In Odessa, Yuliia had earned an engineering degree and worked a logistics job for a shipping company. Now she has a stable, if busy, life in Spokane, and her son hopes to one day work in shipping logistics like his mother once did. But with three months left before their parole in the country expires, she now worries that she could be thrown into legal limbo, lose her work authorization and be forced to return to Ukraine.

“I have a job, and my son, he is a good student in school,” she said. “I don’t want to begin my life again, because twice I did that. I want to continue to live here and build my life.”

She added that she planned to speak soon with an attorney about the family’s options.

It’s likely that the government will eventually allow an extension for the U4U program, said Julia Gelatt, associate director of the U.S. immigration policy program at the Migration Policy Institute, an independent D.C.-based think tank.

She pointed to the first wave of Ukrainian refugees who crossed the U.S.-Mexico border before the U4U program was launched. They were initially offered parole in the U.S. for a year, which was extended another year at the last minute. Afghan refugees who came to America after the U.S. withdrew from their country in 2021 also were initially offered two-year stays, which were later renewed.

“Unfortunately in both of those cases, the government came, to a stressful extent, as close to the deadline as possible,” Gelatt said. “It would be nice if we could say today, ‘Here’s the process,’ so you don’t need to have a gap in their status.”

It’s a relatively common predicament of those who have come to the country through similar parole programs, a looming timeline that can usually at best only be extended, Gelatt noted. Congress could pass an adjustment act — as it did after the rise of Fidel Castro in Cuba, as well as after the Vietnam and Iraq wars — that would create a path for immigration parolees to apply for a green card.

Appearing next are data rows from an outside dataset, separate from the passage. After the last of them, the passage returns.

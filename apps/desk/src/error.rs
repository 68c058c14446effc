//! # Desk Error Type
//!
//! Unified error type for session operations.
//!
//! ## Error Flow
//! ```text
//! ┌─────────────────────────────────────────────────────────────────────────┐
//! │                       Error Flow in the Desk                            │
//! │                                                                         │
//! │  OrderSession operation                                                 │
//! │         │                                                               │
//! │         ▼                                                               │
//! │  Rule violation?  ─── CoreError / ValidationError ──┐                  │
//! │         │                                           │                  │
//! │         ▼                                           ▼                  │
//! │  Backend refusal? ─── ClientError::Rejected ───── ApiError ───► banner │
//! │         │                                                               │
//! │         ▼                                                               │
//! │  Success                                                                │
//! └─────────────────────────────────────────────────────────────────────────┘
//! ```
//!
//! Every error leaves the session as it was, so the operator can fix the
//! input and try again.

use std::collections::BTreeMap;

use serde::Serialize;
use shelf_api::{ClientError, GENERIC_FAILURE};
use shelf_core::{CoreError, ValidationError};

use crate::state::ConfigError;

/// What the operator sees when an operation fails.
///
/// ```json
/// {
///   "code": "REJECTED",
///   "message": "The given data was invalid.",
///   "fieldErrors": { "paid_amount": ["..."] }
/// }
/// ```
#[derive(Debug, Clone, PartialEq, Eq, Serialize)]
#[serde(rename_all = "camelCase")]
pub struct ApiError {
    /// Machine-readable error code
    pub code: ErrorCode,

    /// Human-readable error message for display
    pub message: String,

    /// Per-field messages from the order backend
    #[serde(skip_serializing_if = "BTreeMap::is_empty")]
    pub field_errors: BTreeMap<String, Vec<String>>,
}

#[derive(Debug, Clone, Copy, PartialEq, Eq, Serialize)]
#[serde(rename_all = "SCREAMING_SNAKE_CASE")]
pub enum ErrorCode {
    /// Referenced line or catalog entry does not exist
    NotFound,

    /// Input validation failed
    ValidationError,

    /// Operation not allowed in the current entry mode or state
    BusinessLogic,

    /// Cart operation failed
    CartError,

    /// Insufficient stock
    InsufficientStock,

    /// Payment input error
    PaymentError,

    /// Backend refused the payload (field errors attached)
    Rejected,

    /// Backend failed or could not be reached
    Network,

    /// A request is already in flight
    Busy,

    /// Bad configuration
    Config,

    Internal,
}

impl ApiError {
    pub fn new(code: ErrorCode, message: impl Into<String>) -> Self {
        ApiError {
            code,
            message: message.into(),
            field_errors: BTreeMap::new(),
        }
    }

    pub fn not_found(resource: &str, id: &str) -> Self {
        ApiError::new(ErrorCode::NotFound, format!("{} not found: {}", resource, id))
    }

    pub fn validation(message: impl Into<String>) -> Self {
        ApiError::new(ErrorCode::ValidationError, message)
    }

    pub fn business(message: impl Into<String>) -> Self {
        ApiError::new(ErrorCode::BusinessLogic, message)
    }
}

impl From<ValidationError> for ApiError {
    fn from(err: ValidationError) -> Self {
        let code = match &err {
            ValidationError::InsufficientStock { .. } => ErrorCode::InsufficientStock,
            ValidationError::ExceedsDue { .. } => ErrorCode::PaymentError,
            _ => ErrorCode::ValidationError,
        };
        ApiError::new(code, err.to_string())
    }
}

impl From<CoreError> for ApiError {
    fn from(err: CoreError) -> Self {
        match err {
            CoreError::LineNotFound { .. } => ApiError::new(ErrorCode::NotFound, err.to_string()),
            CoreError::NotInCatalog { kind, ref id } => ApiError::not_found(kind, id),
            CoreError::PriceLocked => ApiError::business(err.to_string()),
            CoreError::ManualPaymentDisabled => {
                ApiError::new(ErrorCode::PaymentError, err.to_string())
            }
            CoreError::CartTooLarge { .. } => ApiError::new(ErrorCode::CartError, err.to_string()),
            CoreError::Validation(e) => e.into(),
        }
    }
}

impl From<ClientError> for ApiError {
    fn from(err: ClientError) -> Self {
        match err {
            ClientError::Rejected {
                message,
                field_errors,
            } => ApiError {
                code: ErrorCode::Rejected,
                message,
                field_errors,
            },
            ClientError::Busy => ApiError::new(ErrorCode::Busy, err.to_string()),
            ClientError::InvalidConfig(_) | ClientError::InvalidUrl(_) => {
                ApiError::new(ErrorCode::Config, err.to_string())
            }
            ClientError::Decode(ref e) => {
                tracing::error!("Order API response could not be decoded: {}", e);
                ApiError::new(ErrorCode::Internal, GENERIC_FAILURE)
            }
            other => {
                tracing::error!("Order API call failed: {}", other);
                ApiError::new(ErrorCode::Network, other.user_message())
            }
        }
    }
}

impl From<ConfigError> for ApiError {
    fn from(err: ConfigError) -> Self {
        ApiError::new(ErrorCode::Config, err.to_string())
    }
}

impl std::fmt::Display for ApiError {
    fn fmt(&self, f: &mut std::fmt::Formatter<'_>) -> std::fmt::Result {
        write!(f, "[{:?}] {}", self.code, self.message)?;
        for (field, messages) in &self.field_errors {
            write!(f, "\n  {}: {}", field, messages.join("; "))?;
        }
        Ok(())
    }
}

impl std::error::Error for ApiError {}

#[cfg(test)]
mod tests {
    use super::*;

    #[test]
    fn test_rejected_keeps_field_errors() {
        let mut fields = BTreeMap::new();
        fields.insert("account_id".to_string(), vec!["Account is closed".to_string()]);
        let err: ApiError = ClientError::Rejected {
            message: "The given data was invalid.".to_string(),
            field_errors: fields,
        }
        .into();

        assert_eq!(err.code, ErrorCode::Rejected);
        assert_eq!(err.message, "The given data was invalid.");
        assert_eq!(err.field_errors["account_id"], vec!["Account is closed".to_string()]);

        let json = serde_json::to_value(&err).unwrap();
        assert_eq!(json["code"], "REJECTED");
        assert_eq!(json["fieldErrors"]["account_id"][0], "Account is closed");
    }

    #[test]
    fn test_network_failure_uses_generic_message() {
        let err: ApiError = ClientError::Timeout(30).into();
        assert_eq!(err.code, ErrorCode::Network);
        assert_eq!(err.message, GENERIC_FAILURE);
    }

    #[test]
    fn test_core_error_codes() {
        assert_eq!(ApiError::from(CoreError::PriceLocked).code, ErrorCode::BusinessLogic);
        assert_eq!(
            ApiError::from(CoreError::Validation(ValidationError::EmptyCart)).code,
            ErrorCode::ValidationError
        );
        let missing = ApiError::from(CoreError::NotInCatalog {
            kind: "Customer",
            id: "c9".to_string(),
        });
        assert_eq!(missing.code, ErrorCode::NotFound);
        assert_eq!(missing.message, "Customer not found: c9");
        assert!(serde_json::to_value(&missing).unwrap().get("fieldErrors").is_none());
    }
}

The Afghan Adjustment Act was introduced to Congress in 2021, and the Ukrainian Adjustment Act was introduced in 2023; both have stalled.

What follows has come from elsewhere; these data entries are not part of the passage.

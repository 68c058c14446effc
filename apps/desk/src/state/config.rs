//! # Desk Configuration
//!
//! ## Configuration Sources
//! ```text
//! ┌─────────────────────────────────────────────────────────────────────────┐
//! │                    Configuration Priority                               │
//! │                                                                         │
//! │  1. Environment Variables (highest priority)                           │
//! │     SHELF_STORE_NAME="Karim Stores"                                    │
//! │     SHELF_VAT_RATE=7.5                                                 │
//! │     SHELF_API_URL=https://orders.example.com/api                       │
//! │                                                                         │
//! │  2. TOML Config File                                                   │
//! │     ~/.config/shelf-desk/desk.toml (Linux)                             │
//! │     ~/Library/Application Support/com.shelf.desk/desk.toml (macOS)     │
//! │                                                                         │
//! │  3. Default Values (lowest priority)                                   │
//! └─────────────────────────────────────────────────────────────────────────┘
//! ```
//!
//! ## Configuration File Format
//! ```toml
//! [store]
//! name = "Karim Stores"
//! address = ["12 Station Road", "Chattogram"]
//! currency_symbol = "৳"
//! paper_width = 42
//!
//! [pricing]
//! vat_rate_bps = 500        # 5%
//! discount_rate_bps = 0
//!
//! [api]
//! base_url = "https://orders.example.com/api"
//! timeout_secs = 30
//! ```

use std::path::{Path, PathBuf};

use serde::{Deserialize, Serialize};
use thiserror::Error;
use tracing::{debug, info, warn};

use shelf_api::ApiSettings;
use shelf_core::validation::validate_rate_bps;
use shelf_core::{Money, Rate};

#[derive(Debug, Error)]
pub enum ConfigError {
    #[error("Failed to read config: {0}")]
    Io(#[from] std::io::Error),

    #[error("Failed to parse config: {0}")]
    Parse(#[from] toml::de::Error),

    #[error("Invalid configuration: {0}")]
    Invalid(String),
}

// =============================================================================
// Store Settings
// =============================================================================

/// Receipt header and money formatting.
#[derive(Debug, Clone, PartialEq, Eq, Serialize, Deserialize)]
pub struct StoreSettings {
    #[serde(default = "default_store_name")]
    pub name: String,

    #[serde(default)]
    pub address: Vec<String>,

    #[serde(default = "default_currency_symbol")]
    pub currency_symbol: String,

    /// Receipt width in characters (typically 32, 42 or 48).
    #[serde(default = "default_paper_width")]
    pub paper_width: usize,
}

fn default_store_name() -> String {
    "Shelf Dev Store".to_string()
}

fn default_currency_symbol() -> String {
    "$".to_string()
}

fn default_paper_width() -> usize {
    42
}

impl Default for StoreSettings {
    fn default() -> Self {
        StoreSettings {
            name: default_store_name(),
            address: vec!["123 Main Street".to_string()],
            currency_symbol: default_currency_symbol(),
            paper_width: default_paper_width(),
        }
    }
}

impl StoreSettings {
    /// Formats an amount with the store's currency symbol.
    ///
    /// ## Example
    /// ```rust
    /// use shelf_core::Money;
    /// use shelf_desk::state::StoreSettings;
    ///
    /// let store = StoreSettings::default();
    /// assert_eq!(store.format_currency(Money::from_cents(1234)), "$12.34");
    /// assert_eq!(store.format_currency(Money::from_cents(-50)), "-$0.50");
    /// ```
    pub fn format_currency(&self, amount: Money) -> String {
        let cents = amount.cents();
        format!(
            "{}{}{}.{:02}",
            if cents < 0 { "-" } else { "" },
            self.currency_symbol,
            (cents / 100).abs(),
            (cents % 100).abs()
        )
    }
}

// =============================================================================
// Pricing Defaults
// =============================================================================

/// Rates a new order-entry session starts with.
#[derive(Debug, Clone, Copy, Default, PartialEq, Eq, Serialize, Deserialize)]
pub struct PricingDefaults {
    #[serde(default)]
    pub vat_rate_bps: u32,

    #[serde(default)]
    pub discount_rate_bps: u32,
}

impl PricingDefaults {
    pub fn vat_rate(&self) -> Rate {
        Rate::from_bps(self.vat_rate_bps)
    }

    pub fn discount_rate(&self) -> Rate {
        Rate::from_bps(self.discount_rate_bps)
    }
}

// =============================================================================
// Desk Configuration
// =============================================================================

#[derive(Debug, Clone, Default, PartialEq, Eq, Serialize, Deserialize)]
pub struct DeskConfig {
    #[serde(default)]
    pub store: StoreSettings,

    #[serde(default)]
    pub pricing: PricingDefaults,

    #[serde(default)]
    pub api: ApiSettings,
}

impl DeskConfig {
    /// Loads configuration from file, environment, and defaults.
    ///
    /// ## Load Order (later overrides earlier)
    /// 1. Default values
    /// 2. Config file (desk.toml)
    /// 3. Environment variables
    pub fn load(config_path: Option<PathBuf>) -> Result<Self, ConfigError> {
        let mut config = Self::default();

        if let Some(path) = config_path.or_else(Self::default_config_path) {
            if path.exists() {
                info!(?path, "Loading desk config from file");
                config = Self::from_file(&path)?;
            } else {
                debug!(?path, "Config file not found, using defaults");
            }
        }

        config.apply_overrides(|key| std::env::var(key).ok());
        config.validate()?;
        Ok(config)
    }

    /// Loads config or returns default if load fails.
    pub fn load_or_default(config_path: Option<PathBuf>) -> Self {
        Self::load(config_path).unwrap_or_else(|e| {
            warn!("Failed to load desk config: {}. Using defaults.", e);
            Self::default()
        })
    }

    pub fn from_file(path: &Path) -> Result<Self, ConfigError> {
        let contents = std::fs::read_to_string(path)?;
        Ok(toml::from_str(&contents)?)
    }

    pub fn validate(&self) -> Result<(), ConfigError> {
        if self.store.name.trim().is_empty() {
            return Err(ConfigError::Invalid("store name must not be empty".into()));
        }
        if self.store.paper_width < 24 {
            return Err(ConfigError::Invalid(
                "paper_width must be at least 24 characters".into(),
            ));
        }
        for (name, bps) in [
            ("vat_rate_bps", self.pricing.vat_rate_bps),
            ("discount_rate_bps", self.pricing.discount_rate_bps),
        ] {
            validate_rate_bps(bps).map_err(|e| ConfigError::Invalid(format!("{}: {}", name, e)))?;
        }
        self.api
            .validate()
            .map_err(|e| ConfigError::Invalid(e.to_string()))
    }

    /// Applies `SHELF_*` overrides from a variable lookup.
    ///
    /// Unparsable values are logged and ignored.
    pub fn apply_overrides<F>(&mut self, var: F)
    where
        F: Fn(&str) -> Option<String>,
    {
        if let Some(name) = var("SHELF_STORE_NAME") {
            self.store.name = name;
        }

        if let Some(symbol) = var("SHELF_CURRENCY_SYMBOL") {
            self.store.currency_symbol = symbol;
        }

        for (key, slot) in [
            ("SHELF_VAT_RATE", &mut self.pricing.vat_rate_bps),
            ("SHELF_DISCOUNT_RATE", &mut self.pricing.discount_rate_bps),
        ] {
            if let Some(text) = var(key) {
                match Rate::parse(&text) {
                    Ok(rate) => {
                        debug!(key, %rate, "Overriding rate from environment");
                        *slot = rate.bps();
                    }
                    Err(e) => warn!(key, value = %text, error = %e, "Ignoring rate override"),
                }
            }
        }

        if let Some(url) = var("SHELF_API_URL") {
            debug!(url = %url, "Overriding API URL from environment");
            self.api.base_url = url;
        }

        if let Some(token) = var("SHELF_API_TOKEN") {
            self.api.token = Some(token);
        }

        if let Some(timeout) = var("SHELF_API_TIMEOUT") {
            match timeout.parse::<u64>() {
                Ok(secs) => self.api.timeout_secs = secs,
                Err(_) => warn!(value = %timeout, "Ignoring SHELF_API_TIMEOUT"),
            }
        }
    }

    /// Returns the default config file path.
    pub fn default_config_path() -> Option<PathBuf> {
        directories::ProjectDirs::from("com", "shelf", "desk")
            .map(|dirs| dirs.config_dir().join("desk.toml"))
    }
}

#[cfg(test)]
mod tests {
    use super::*;
    use std::collections::HashMap;

    #[test]
    fn test_default_config_is_valid() {
        let config = DeskConfig::default();
        assert!(config.validate().is_ok());
        assert_eq!(config.store.paper_width, 42);
        assert!(config.pricing.vat_rate().is_zero());
    }

    #[test]
    fn test_toml_sections() {
        let config: DeskConfig = toml::from_str(
            r#"
            [store]
            name = "Karim Stores"
            currency_symbol = "Tk "

            [pricing]
            vat_rate_bps = 500
            discount_rate_bps = 1000

            [api]
            base_url = "https://orders.example.com/api"
            "#,
        )
        .unwrap();

        assert_eq!(config.store.name, "Karim Stores");
        assert_eq!(config.store.paper_width, 42);
        assert_eq!(config.pricing.vat_rate(), Rate::from_percent(5));
        assert_eq!(config.pricing.discount_rate(), Rate::from_percent(10));
        assert_eq!(config.api.timeout_secs, 30);
        assert!(config.validate().is_ok());
    }

    #[test]
    fn test_env_overrides() {
        let vars: HashMap<&str, &str> = [
            ("SHELF_STORE_NAME", "Night Market"),
            ("SHELF_VAT_RATE", "7.5"),
            ("SHELF_DISCOUNT_RATE", "lots"),
            ("SHELF_API_URL", "https://api.test"),
            ("SHELF_API_TIMEOUT", "5"),
        ]
        .into_iter()
        .collect();

        let mut config = DeskConfig::default();
        config.apply_overrides(|k| vars.get(k).map(|v| v.to_string()));

        assert_eq!(config.store.name, "Night Market");
        assert_eq!(config.pricing.vat_rate_bps, 750);
        assert_eq!(config.pricing.discount_rate_bps, 0);
        assert_eq!(config.api.base_url, "https://api.test");
        assert_eq!(config.api.timeout_secs, 5);
    }

    #[test]
    fn test_validation_rejects_bad_values() {
        let mut config = DeskConfig::default();
        config.pricing.vat_rate_bps = 10_001;
        assert!(config.validate().is_err());

        let mut config = DeskConfig::default();
        config.api.base_url = "orders".to_string();
        assert!(config.validate().is_err());

        let mut config = DeskConfig::default();
        config.store.name = "  ".to_string();
        assert!(config.validate().is_err());
    }

    #[test]
    fn test_format_currency() {
        let store = StoreSettings {
            currency_symbol: "Tk ".to_string(),
            ..StoreSettings::default()
        };
        assert_eq!(store.format_currency(Money::from_major(285)), "Tk 285.00");
        assert_eq!(store.format_currency(Money::from_cents(1)), "Tk 0.01");
        assert_eq!(store.format_currency(Money::from_cents(-1234)), "-Tk 12.34");
    }

    #[test]
    fn test_missing_file_uses_defaults() {
        let config = DeskConfig::load_or_default(Some(PathBuf::from("/nonexistent/desk.toml")));
        assert_eq!(config.store.name, default_store_name());
    }
}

“This was initially envisioned as a temporary solution for a temporary crisis,” Gelatt said. “As the war drags on, as people are building their lives in the U.S., you have to ask how temporary this war is going to be.”

In the meantime, if the Ukrainian parole program isn’t extended before it expires for those in the U.S. temporarily, their ability to legally work in the country could lapse. Ukrainians who arrived beginning in February 2022 through the Mexican border did not have their parole extended until March 13, 2023, and that extension could lapse in weeks. The first who applied through the U4U program could have their work authorization lapse weeks later.

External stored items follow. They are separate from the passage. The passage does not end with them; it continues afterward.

impl PricingPolicy {
    /// Starting policy for an entry screen.
    ///
    /// POS sales default to full payment at the counter; inventory sales
    /// start unpaid.
    pub fn for_mode(mode: EntryMode, vat_rate: Rate, discount_rate: Rate) -> Self {
        PricingPolicy {
            vat_rate,
            discount_rate,
            use_partial_payment: mode == EntryMode::Inventory,
            ..PricingPolicy::default()
        }
    }

    /// Advance that can actually be drawn (never below zero).
    pub fn usable_advance(&self) -> Money {
        self.available_advance.floor_zero()
    }

    /// Explicit status selection.
    pub fn set_payment_status(&mut self, status: PaymentStatus, grand_total: Money) {
        self.payment_status = status;
        self.adjust_from_advance = false;
        self.advance_drawn = false;

        match status {
            PaymentStatus::Paid => {
                self.paid_amount = grand_total.floor_zero();
                self.manual_override = false;
            }
            PaymentStatus::Unpaid => {
                self.paid_amount = Money::zero();
                self.manual_override = false;
                self.use_partial_payment = true;
            }
            PaymentStatus::Partial => {
                self.manual_override = true;
                self.use_partial_payment = true;
                self.paid_amount = self.paid_amount.clamp_to(Money::zero(), grand_total.floor_zero());
            }
        }
    }

    /// Partial-payment checkbox.
    pub fn set_use_partial_payment(&mut self, enabled: bool, grand_total: Money) {
        self.use_partial_payment = enabled;
        self.manual_override = enabled;
        if !enabled {
            self.advance_drawn = false;
            self.paid_amount = grand_total.floor_zero();
            self.payment_status = PaymentStatus::derive(self.paid_amount, grand_total);
        }
    }

    /// "Adjust from advance" checkbox.
    ///
    /// Enabling draws `min(advance, grand)` into the paid amount, but only
    /// when the paid amount is not already meaningfully set (zero, or above
    /// the grand total). Returns whether an amount was drawn.
    ///
    /// Enabling without usable advance leaves the box unchecked. Disabling
    /// resets only an amount that was drawn from the advance.
    pub fn set_adjust_from_advance(&mut self, enabled: bool, grand_total: Money) -> bool {
        if !enabled {
            if self.adjust_from_advance && self.advance_drawn {
                self.paid_amount = if self.use_partial_payment {
                    Money::zero()
                } else {
                    grand_total.floor_zero()
                };
                self.payment_status = PaymentStatus::derive(self.paid_amount, grand_total);
            }
            self.adjust_from_advance = false;
            self.advance_drawn = false;
            return false;
        }

        let advance = self.usable_advance();
        if !advance.is_positive() {
            self.adjust_from_advance = false;
            return false;
        }
        self.adjust_from_advance = true;

        if self.paid_amount.is_zero() || self.paid_amount > grand_total {
            self.paid_amount = advance.min(grand_total.floor_zero());
            self.payment_status = PaymentStatus::derive(self.paid_amount, grand_total);
            self.advance_drawn = true;
            return true;
        }
        false
    }

    /// Typed paid amount; only while the override is on.
    ///
    /// A typed amount replaces one drawn from the advance and is no longer
    /// re-bounded by it.
    pub fn manual_payment_input(&mut self, value: Money, grand_total: Money) -> CoreResult<()> {
        if !self.manual_override {
            return Err(CoreError::ManualPaymentDisabled);
        }
        self.advance_drawn = false;
        self.paid_amount = value.clamp_to(Money::zero(), grand_total.floor_zero());
        self.payment_status = PaymentStatus::derive(self.paid_amount, grand_total);
        Ok(())
    }

    /// New customer selection; drops any advance adjustment from the old one.
    pub fn select_customer(&mut self, customer: Option<&Customer>, grand_total: Money) {
        self.set_adjust_from_advance(false, grand_total);
        self.available_advance = customer
            .map(Customer::available_advance)
            .unwrap_or_default();
    }

    /// Brings the paid amount back in line after the grand total moved.
    ///
    /// ## Order of precedence
    /// 1. Full payment enforced: paid tracks grand
    /// 2. Amount drawn from advance: paid = min(advance, grand)
    /// 3. Status paid (not typed by hand): paid tracks grand
    /// 4. Otherwise clamp into `[0, grand]`; re-derive status if clamped
    pub fn reconcile(&mut self, grand_total: Money) {
        let ceiling = grand_total.floor_zero();

        if !self.use_partial_payment {
            self.paid_amount = ceiling;
            self.payment_status = PaymentStatus::derive(ceiling, grand_total);
            return;
        }

        if self.adjust_from_advance && self.advance_drawn {
            self.paid_amount = self.usable_advance().min(ceiling);
            self.payment_status = PaymentStatus::derive(self.paid_amount, grand_total);
            return;
        }

        if self.payment_status == PaymentStatus::Paid && !self.manual_override {
            self.paid_amount = ceiling;
            return;
        }

        let clamped = self.paid_amount.clamp_to(Money::zero(), ceiling);
        if clamped != self.paid_amount {
            self.paid_amount = clamped;
            self.payment_status = PaymentStatus::derive(clamped, grand_total);
        }
    }
}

“This is one small example of how our entire immigration system has continued to be approached with a Band-Aid response from the federal government for years and years and years, which just prolongs the overall dysfunction,” said Mark Finney, executive director of Thrive International.

On Friday night, as the sun was rising half a world away in Ukraine on the second anniversary of the invasion, more than 100 people from different churches came together in a darkened room to worship under the banner of The Well International Ministries. Many had fled the war, while others had long called America home, but all had come to pray for peace and a brighter future for Ukraine.